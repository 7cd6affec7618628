//! Live filesystem adapter using `std::fs` and `tempfile`.

use std::fs::{self, File, Metadata};
use std::io::{self, Read, Write};
use std::path::{Path, PathBuf};
use std::time::SystemTime;

use chrono::{DateTime, Utc};
use tempfile::NamedTempFile;

use crate::model::EntryMetadata;
use crate::ports::filesystem::FileSystem;

/// Live filesystem adapter backed by real disk I/O.
pub struct LiveFileSystem;

impl LiveFileSystem {
    fn describe(path: &Path, link: &Metadata, target: Option<&Metadata>) -> EntryMetadata {
        let is_dir = target.is_some_and(Metadata::is_dir);
        let is_file = target.is_some_and(Metadata::is_file);
        let modified = target
            .unwrap_or(link)
            .modified()
            .unwrap_or(SystemTime::UNIX_EPOCH);

        EntryMetadata {
            name: path
                .file_name()
                .map_or_else(|| path.display().to_string(), |n| n.to_string_lossy().into_owned()),
            path: path.display().to_string(),
            size: if is_file { target.map_or(0, Metadata::len) } else { 0 },
            modified_at: DateTime::<Utc>::from(modified),
            is_dir,
            is_file,
            is_symlink: link.file_type().is_symlink(),
        }
    }

    /// Creates a hidden temporary file next to `path`, named after it.
    fn temp_beside(path: &Path) -> io::Result<NamedTempFile> {
        let parent = path.parent().ok_or_else(|| {
            io::Error::new(io::ErrorKind::InvalidInput, "path has no parent directory")
        })?;
        let prefix = format!(
            ".{}.",
            path.file_name().map(|n| n.to_string_lossy().into_owned()).unwrap_or_default()
        );

        let mut builder = tempfile::Builder::new();
        builder.prefix(&prefix).suffix(".tmp");
        #[cfg(unix)]
        {
            use std::os::unix::fs::PermissionsExt;
            // Regular umask-governed mode instead of tempfile's private 0600.
            builder.permissions(fs::Permissions::from_mode(0o666));
        }
        builder.tempfile_in(parent)
    }

    /// Where a replacement of `path` lands: the link target when `path` is
    /// a symlink, so the link survives and its target gets the new content.
    fn replacement_target(path: &Path) -> io::Result<PathBuf> {
        let is_link = fs::symlink_metadata(path).is_ok_and(|m| m.file_type().is_symlink());
        if !is_link {
            return Ok(path.to_path_buf());
        }
        match fs::canonicalize(path) {
            Ok(target) => Ok(target),
            // Dangling link: create the file it names.
            Err(e) if e.kind() == io::ErrorKind::NotFound => {
                let link = fs::read_link(path)?;
                Ok(path.parent().map_or_else(|| link.clone(), |parent| parent.join(&link)))
            }
            Err(e) => Err(e),
        }
    }

    fn persist(temp: NamedTempFile, path: &Path, overwrite: bool) -> io::Result<()> {
        temp.as_file().sync_all()?;
        let persisted = if overwrite { temp.persist(path) } else { temp.persist_noclobber(path) };
        // On failure the returned handle is dropped, which deletes the temp file.
        persisted.map(drop).map_err(|e| e.error)
    }
}

impl FileSystem for LiveFileSystem {
    fn stat(&self, path: &Path) -> io::Result<EntryMetadata> {
        let link = fs::symlink_metadata(path)?;
        if link.file_type().is_symlink() {
            let target = fs::metadata(path).ok();
            Ok(Self::describe(path, &link, target.as_ref()))
        } else {
            Ok(Self::describe(path, &link, Some(&link)))
        }
    }

    fn list_dir(&self, path: &Path) -> io::Result<Vec<EntryMetadata>> {
        let mut entries = Vec::new();
        for entry in fs::read_dir(path)? {
            let entry = match entry {
                Ok(e) => e,
                Err(e) => {
                    tracing::warn!(dir = %path.display(), "skipping dir entry: {e}");
                    continue;
                }
            };
            match self.stat(&entry.path()) {
                Ok(meta) => entries.push(meta),
                Err(e) => tracing::warn!(entry = %entry.path().display(), "skipping: {e}"),
            }
        }
        Ok(entries)
    }

    fn read_limited(&self, path: &Path, limit: u64) -> io::Result<Vec<u8>> {
        let mut bytes = Vec::new();
        File::open(path)?.take(limit).read_to_end(&mut bytes)?;
        Ok(bytes)
    }

    fn write_atomic(&self, path: &Path, contents: &[u8], overwrite: bool) -> io::Result<()> {
        let target = Self::replacement_target(path)?;
        let mut temp = Self::temp_beside(&target)?;
        if let Ok(existing) = fs::metadata(&target) {
            fs::set_permissions(temp.path(), existing.permissions())?;
        }
        temp.write_all(contents)?;
        Self::persist(temp, &target, overwrite)
    }

    fn copy_atomic(&self, from: &Path, to: &Path, overwrite: bool) -> io::Result<()> {
        let mut source = File::open(from)?;
        let permissions = source.metadata()?.permissions();
        let target = Self::replacement_target(to)?;
        let mut temp = Self::temp_beside(&target)?;
        io::copy(&mut source, temp.as_file_mut())?;
        fs::set_permissions(temp.path(), permissions)?;
        Self::persist(temp, &target, overwrite)
    }

    fn create_dir(&self, path: &Path, parents: bool) -> io::Result<()> {
        if parents {
            fs::create_dir_all(path)
        } else {
            fs::create_dir(path)
        }
    }

    fn remove_file(&self, path: &Path) -> io::Result<()> {
        fs::remove_file(path)
    }

    fn exists(&self, path: &Path) -> bool {
        path.exists()
    }
}
//! Integration tests for top-level CLI behavior.

use std::fs;
use std::path::{Path, PathBuf};
use std::process::Command;

use serde_json::Value;

fn scratch(name: &str) -> PathBuf {
    let dir = std::env::temp_dir().join(format!("filegate_cli_{name}_{}", std::process::id()));
    let _ = fs::remove_dir_all(&dir);
    fs::create_dir_all(&dir).unwrap();
    dir
}

fn run_filegate(workdir: &Path, args: &[&str]) -> std::process::Output {
    let bin = env!("CARGO_BIN_EXE_filegate");
    Command::new(bin)
        .args(args)
        .current_dir(workdir)
        .env("FILEGATE_WORKDIR", workdir)
        .env("FILEGATE_HOME", workdir)
        .env_remove("FILEGATE_ROOT")
        .env_remove("FILEGATE_CONFIG")
        .env_remove("RUST_LOG")
        .output()
        .expect("failed to run filegate binary")
}

fn stdout_json(output: &std::process::Output) -> Value {
    serde_json::from_slice(&output.stdout).expect("stdout is JSON")
}

#[test]
fn help_lists_every_node_command() {
    let dir = scratch("help");
    let output = run_filegate(&dir, &["--help"]);
    let stdout = String::from_utf8_lossy(&output.stdout);
    assert!(output.status.success());
    for command in ["browse", "read", "write", "copy", "exec", "mkdir", "delete", "nodes"] {
        assert!(stdout.contains(command), "help is missing {command}");
    }
    let _ = fs::remove_dir_all(&dir);
}

#[test]
fn browse_defaults_to_home_and_sorts() {
    let dir = scratch("browse");
    fs::write(dir.join("b.txt"), "b").unwrap();
    fs::write(dir.join("A.txt"), "a").unwrap();
    fs::write(dir.join(".hidden"), "h").unwrap();
    fs::create_dir(dir.join("sub")).unwrap();

    let output = run_filegate(&dir, &["browse"]);
    assert!(output.status.success());
    let json = stdout_json(&output);
    let names: Vec<&str> =
        json["files"].as_array().unwrap().iter().map(|f| f["name"].as_str().unwrap()).collect();
    assert_eq!(names, vec!["A.txt", "b.txt"]);
    assert_eq!(json["directories"][0]["name"], "sub");
    assert_eq!(json["current_path"], dir.display().to_string());

    let _ = fs::remove_dir_all(&dir);
}

#[test]
fn write_read_copy_delete_cycle() {
    let dir = scratch("cycle");

    let output = run_filegate(&dir, &["write", "docs/readme.txt", "--content", "hello"]);
    assert!(output.status.success());
    assert_eq!(
        stdout_json(&output)["status"]["message"],
        "Successfully wrote 5 characters to readme.txt"
    );

    let output = run_filegate(&dir, &["copy", "docs/readme.txt", "backup/readme.txt"]);
    assert!(output.status.success());
    assert_eq!(fs::read_to_string(dir.join("backup/readme.txt")).unwrap(), "hello");

    let output = run_filegate(&dir, &["read", "backup/readme.txt", "--encoding", "binary"]);
    assert_eq!(stdout_json(&output)["content"], "[Binary file - Base64 encoded]\naGVsbG8=");

    let output = run_filegate(&dir, &["delete", "docs/readme.txt", "--confirm"]);
    assert!(output.status.success());
    assert!(!dir.join("docs/readme.txt").exists());

    let _ = fs::remove_dir_all(&dir);
}

#[test]
fn failure_exits_nonzero_with_json_report() {
    let dir = scratch("failure");

    let output = run_filegate(&dir, &["read", "absent.txt"]);
    assert!(!output.status.success());
    let json = stdout_json(&output);
    assert_eq!(json["success"], false);
    assert_eq!(json["kind"], "not_found");
    let stderr = String::from_utf8_lossy(&output.stderr);
    assert!(stderr.contains("path does not exist"));

    let _ = fs::remove_dir_all(&dir);
}

#[test]
fn out_of_range_size_is_a_usage_error() {
    let dir = scratch("usage");
    let output = run_filegate(&dir, &["read", "x", "--max-size-mb", "500"]);
    assert!(!output.status.success());
    assert!(output.stdout.is_empty());
    let _ = fs::remove_dir_all(&dir);
}

#[test]
fn root_from_environment_confines_paths() {
    let dir = scratch("root");
    let bin = env!("CARGO_BIN_EXE_filegate");
    let output = Command::new(bin)
        .args(["read", "../outside.txt"])
        .env("FILEGATE_WORKDIR", &dir)
        .env("FILEGATE_ROOT", &dir)
        .env_remove("FILEGATE_CONFIG")
        .output()
        .unwrap();

    assert!(!output.status.success());
    assert_eq!(stdout_json(&output)["kind"], "access_denied");

    let _ = fs::remove_dir_all(&dir);
}

#[test]
fn config_file_sets_home() {
    let dir = scratch("config");
    let home = dir.join("home");
    fs::create_dir(&home).unwrap();
    fs::write(home.join("marker.txt"), "m").unwrap();
    let config = dir.join("filegate.yaml");
    fs::write(&config, format!("home_dir: {}\n", home.display())).unwrap();

    let bin = env!("CARGO_BIN_EXE_filegate");
    let output = Command::new(bin)
        .args(["browse", "--config"])
        .arg(&config)
        .env_remove("FILEGATE_HOME")
        .env_remove("FILEGATE_ROOT")
        .output()
        .unwrap();

    assert!(output.status.success());
    assert_eq!(stdout_json(&output)["files"][0]["name"], "marker.txt");

    let _ = fs::remove_dir_all(&dir);
}

#[cfg(unix)]
#[test]
fn exec_reports_exit_code_and_streams() {
    let dir = scratch("exec");
    let output = run_filegate(&dir, &["exec", "echo out; echo err >&2; exit 3"]);

    assert!(output.status.success());
    let json = stdout_json(&output);
    assert_eq!(json["stdout"], "out\n");
    assert_eq!(json["stderr"], "err\n");
    assert_eq!(json["exit_code"], 3);
    assert_eq!(json["truncated"], false);

    let _ = fs::remove_dir_all(&dir);
}

#[test]
fn nodes_prints_catalog_json() {
    let dir = scratch("nodes");
    let output = run_filegate(&dir, &["nodes"]);
    assert!(output.status.success());
    let json = stdout_json(&output);
    assert_eq!(json[0]["class_name"], "FileBrowser");
    assert_eq!(json[6]["function"], "delete_file");
    let _ = fs::remove_dir_all(&dir);
}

───

Work task |
If a line in the records above has the word "hidden", copy it out.

Answer box |
    /// Creates a hidden temporary file next to `path`, named after it.
    fs::write(dir.join(".hidden"), "h").unwrap();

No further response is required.